**Exercise objective**: The required answer is each line in the entries below where "already" occurs.

**The data**:
//! Raw I420 "encoder" that consumes RGBA pictures from its input surface.

use std::collections::VecDeque;
use std::time::Duration;

use duocam_codec_core::{
    BufferFlags, BufferInfo, MediaFormat, OutputEvent, ResourceGuard, Surface, VideoEncoder,
    VideoFrame, MIME_RAW_VIDEO,
};
use duocam_common::{DuocamError, DuocamResult};

use crate::yuv::rgba_to_i420;
use crate::CodecState;

pub const OUTPUT_SLOTS: usize = 4;

#[derive(Debug)]
struct EncodedSlot {
    data: Vec<u8>,
    info: BufferInfo,
}

/// Encodes each surface frame to one I420 buffer. Every `key_frame_interval`
/// frames is flagged as a key frame (all of them when the interval is 0).
#[derive(Debug)]
pub struct RawVideoEncoder {
    state: CodecState,
    format: Option<MediaFormat>,
    surface: Option<Surface>,
    outputs: Vec<Option<EncodedSlot>>,
    free: VecDeque<usize>,
    ready: VecDeque<usize>,
    key_frame_interval: u64,
    frames_encoded: u64,
    format_reported: bool,
    eos_signalled: bool,
    eos_emitted: bool,
    guard: ResourceGuard,
}

impl RawVideoEncoder {
    pub fn new(guard: ResourceGuard) -> Self {
        Self {
            state: CodecState::Uninitialized,
            format: None,
            surface: None,
            outputs: (0..OUTPUT_SLOTS).map(|_| None).collect(),
            free: (0..OUTPUT_SLOTS).collect(),
            ready: VecDeque::new(),
            key_frame_interval: 1,
            frames_encoded: 0,
            format_reported: false,
            eos_signalled: false,
            eos_emitted: false,
            guard,
        }
    }

    pub fn frames_encoded(&self) -> u64 {
        self.frames_encoded
    }

    fn encode(&mut self, frame: VideoFrame) {
        let Some(index) = self.free.pop_front() else {
            return;
        };
        let data = rgba_to_i420(frame.width, frame.height, &frame.data);
        let mut flags = BufferFlags::NONE;
        if self.key_frame_interval == 0 || self.frames_encoded % self.key_frame_interval == 0 {
            flags |= BufferFlags::KEY_FRAME;
        }
        self.frames_encoded += 1;
        let info = BufferInfo {
            offset: 0,
            size: data.len(),
            presentation_time_us: frame.pts_us,
            flags,
        };
        self.outputs[index] = Some(EncodedSlot { data, info });
        self.ready.push_back(index);
    }

    fn held(&self, index: usize) -> DuocamResult<&EncodedSlot> {
        self.outputs
            .get(index)
            .and_then(Option::as_ref)
            .ok_or_else(|| DuocamError::codec(format!("output buffer {index} is not held")))
    }
}

impl VideoEncoder for RawVideoEncoder {
    fn configure(&mut self, format: &MediaFormat) -> DuocamResult<()> {
        if self.state != CodecState::Uninitialized {
            return Err(DuocamError::codec_setup(format!(
                "encoder configure while {:?}",
                self.state
            )));
        }
        if format.mime != MIME_RAW_VIDEO {
            return Err(DuocamError::codec_setup(format!(
                "no software encoder for {}",
                format.mime
            )));
        }
        if format.size().is_none() {
            return Err(DuocamError::codec_setup("encoder format has no picture size"));
        }
        let fps = format.frame_rate.unwrap_or(30.0).max(1.0);
        self.key_frame_interval = format
            .key_frame_interval_secs
            .map_or(1, |secs| (secs as f64 * fps).round() as u64);
        self.format = Some(format.clone());
        self.state = CodecState::Configured;
        Ok(())
    }

    fn create_input_surface(&mut self) -> DuocamResult<Surface> {
        if self.state != CodecState::Configured {
            return Err(DuocamError::codec_setup(
                "input surface must be created after configure and before start",
            ));
        }
        if self.surface.is_some() {
            return Err(DuocamError::codec_setup("input surface already created"));
        }
        let (width, height) = self
            .format
            .as_ref()
            .and_then(MediaFormat::size)
            .ok_or_else(|| DuocamError::codec_setup("encoder is not configured"))?;
        let surface = Surface::new(width, height);
        self.surface = Some(surface.clone());
        Ok(surface)
    }

    fn start(&mut self) -> DuocamResult<()> {
        if self.state != CodecState::Configured {
            return Err(DuocamError::codec_setup(format!(
                "encoder start while {:?}",
                self.state
            )));
        }
        if self.surface.is_none() {
            return Err(DuocamError::codec_setup(
                "encoder started without an input surface",
            ));
        }
        self.state = CodecState::Running;
        Ok(())
    }

    fn signal_end_of_input_stream(&mut self) -> DuocamResult<()> {
        if self.state != CodecState::Running {
            return Err(DuocamError::codec(format!(
                "end of stream signalled while {:?}",
                self.state
            )));
        }
        if self.eos_signalled {
            return Err(DuocamError::codec("end of stream already signalled"));
        }
        self.eos_signalled = true;
        if let Some(surface) = &self.surface {
            surface.close_input();
        }
        Ok(())
    }

    fn dequeue_output_buffer(&mut self, _timeout: Duration) -> DuocamResult<OutputEvent> {
        if self.state != CodecState::Running {
            return Err(DuocamError::codec(format!(
                "encoder dequeue while {:?}",
                self.state
            )));
        }
        while !self.free.is_empty() {
            let Some(frame) = self.surface.as_ref().and_then(Surface::acquire_frame) else {
                break;
            };
            self.encode(frame);
        }

        if let Some(&index) = self.ready.front() {
            if !self.format_reported {
                self.format_reported = true;
                return Ok(OutputEvent::FormatChanged);
            }
            self.ready.pop_front();
            return Ok(OutputEvent::Buffer {
                index,
                info: self.held(index)?.info,
            });
        }

        let drained = self.surface.as_ref().map_or(true, |s| s.pending() == 0);
        if self.eos_signalled && drained && !self.eos_emitted {
            if let Some(index) = self.free.pop_front() {
                self.eos_emitted = true;
                let info = BufferInfo {
                    flags: BufferFlags::END_OF_STREAM,
                    ..BufferInfo::default()
                };
                self.outputs[index] = Some(EncodedSlot {
                    data: Vec::new(),
                    info,
                });
                return Ok(OutputEvent::Buffer { index, info });
            }
        }
        Ok(OutputEvent::TryAgainLater)
    }

    fn output_format(&self) -> DuocamResult<MediaFormat> {
        self.format
            .clone()
            .ok_or_else(|| DuocamError::codec("encoder is not configured"))
    }

    fn output_buffer(&self, index: usize) -> DuocamResult<&[u8]> {
        Ok(&self.held(index)?.data)
    }

    fn release_output_buffer(&mut self, index: usize) -> DuocamResult<()> {
        self.held(index)?;
        self.outputs[index] = None;
        self.free.push_back(index);
        Ok(())
    }

    fn stop(&mut self) -> DuocamResult<()> {
        match self.state {
            CodecState::Running | CodecState::Configured => {
                self.state = CodecState::Stopped;
                self.ready.clear();
                Ok(())
            }
            other => Err(DuocamError::codec(format!("encoder stop while {other:?}"))),
        }
    }

    fn release(&mut self) {
        if self.state == CodecState::Released {
            return;
        }
        self.state = CodecState::Released;
        if let Some(surface) = self.surface.take() {
            surface.release();
        }
        self.guard.release();
    }
}

#[cfg(test)]
mod tests {
    use super::*;
    use duocam_codec_core::{ResourceKind, ResourceLedger};

    const T: Duration = Duration::from_millis(10);

    fn started(ledger: &ResourceLedger) -> (RawVideoEncoder, Surface) {
        let mut enc = RawVideoEncoder::new(ledger.acquire(ResourceKind::Encoder));
        enc.configure(
            &MediaFormat::video(MIME_RAW_VIDEO, 2, 2)
                .with_frame_rate(2.0)
                .with_key_frame_interval(1),
        )
        .unwrap();
        let surface = enc.create_input_surface().unwrap();
        enc.start().unwrap();
        (enc, surface)
    }

    #[test]
    fn test_surface_frames_become_buffers() {
        let ledger = ResourceLedger::new();
        let (mut enc, surface) = started(&ledger);
        assert_eq!(enc.dequeue_output_buffer(T).unwrap(), OutputEvent::TryAgainLater);

        for pts in [0, 500_000, 1_000_000] {
            surface
                .queue_frame(VideoFrame::filled(2, 2, pts, [128, 128, 128, 255]))
                .unwrap();
        }
        assert_eq!(enc.dequeue_output_buffer(T).unwrap(), OutputEvent::FormatChanged);
        let mut keys = Vec::new();
        while let OutputEvent::Buffer { index, info } = enc.dequeue_output_buffer(T).unwrap() {
            assert_eq!(enc.output_buffer(index).unwrap().len(), 6);
            keys.push(info.flags.contains(BufferFlags::KEY_FRAME));
            enc.release_output_buffer(index).unwrap();
        }
        // Two frames per second, one key frame per second.
        assert_eq!(keys, vec![true, false, true]);
    }

    #[test]
    fn test_end_of_stream_after_drain() {
        let ledger = ResourceLedger::new();
        let (mut enc, surface) = started(&ledger);
        surface.queue_frame(VideoFrame::filled(2, 2, 0, [0; 4])).unwrap();
        enc.signal_end_of_input_stream().unwrap();
        assert!(surface.queue_frame(VideoFrame::filled(2, 2, 1, [0; 4])).is_err());
        assert!(enc.signal_end_of_input_stream().is_err());

        assert_eq!(enc.dequeue_output_buffer(T).unwrap(), OutputEvent::FormatChanged);
        let OutputEvent::Buffer { index, info } = enc.dequeue_output_buffer(T).unwrap() else {
            panic!("expected data");
        };
        assert!(!info.is_end_of_stream());
        enc.release_output_buffer(index).unwrap();
        let OutputEvent::Buffer { index, info } = enc.dequeue_output_buffer(T).unwrap() else {
            panic!("expected end of stream");
        };
        assert!(info.is_end_of_stream());
        assert_eq!(info.size, 0);
        enc.release_output_buffer(index).unwrap();
        assert_eq!(enc.dequeue_output_buffer(T).unwrap(), OutputEvent::TryAgainLater);
    }

    #[test]
    fn test_zero_frames_yields_only_end_of_stream() {
        let ledger = ResourceLedger::new();
        let (mut enc, _surface) = started(&ledger);
        enc.signal_end_of_input_stream().unwrap();
        let OutputEvent::Buffer { info, .. } = enc.dequeue_output_buffer(T).unwrap() else {
            panic!("expected end of stream");
        };
        assert!(info.is_end_of_stream());
    }

    #[test]
    fn test_setup_order_is_enforced() {
        let ledger = ResourceLedger::new();
        let mut enc = RawVideoEncoder::new(ledger.acquire(ResourceKind::Encoder));
        assert!(enc.create_input_surface().is_err());
        assert!(enc
            .configure(&MediaFormat::video("video/avc", 2, 2))
            .is_err());
        enc.configure(&MediaFormat::video(MIME_RAW_VIDEO, 2, 2)).unwrap();
        assert!(enc.start().is_err());
        let surface = enc.create_input_surface().unwrap();
        assert!(enc.create_input_surface().is_err());
        enc.start().unwrap();

        enc.stop().unwrap();
        enc.release();
        enc.release();
        assert!(surface.is_released());
        assert_eq!(ledger.snapshot().encoders, 0);
    }
}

**Task answer**:
            return Err(DuocamError::codec_setup("input surface already created"));
            return Err(DuocamError::codec("end of stream already signalled"));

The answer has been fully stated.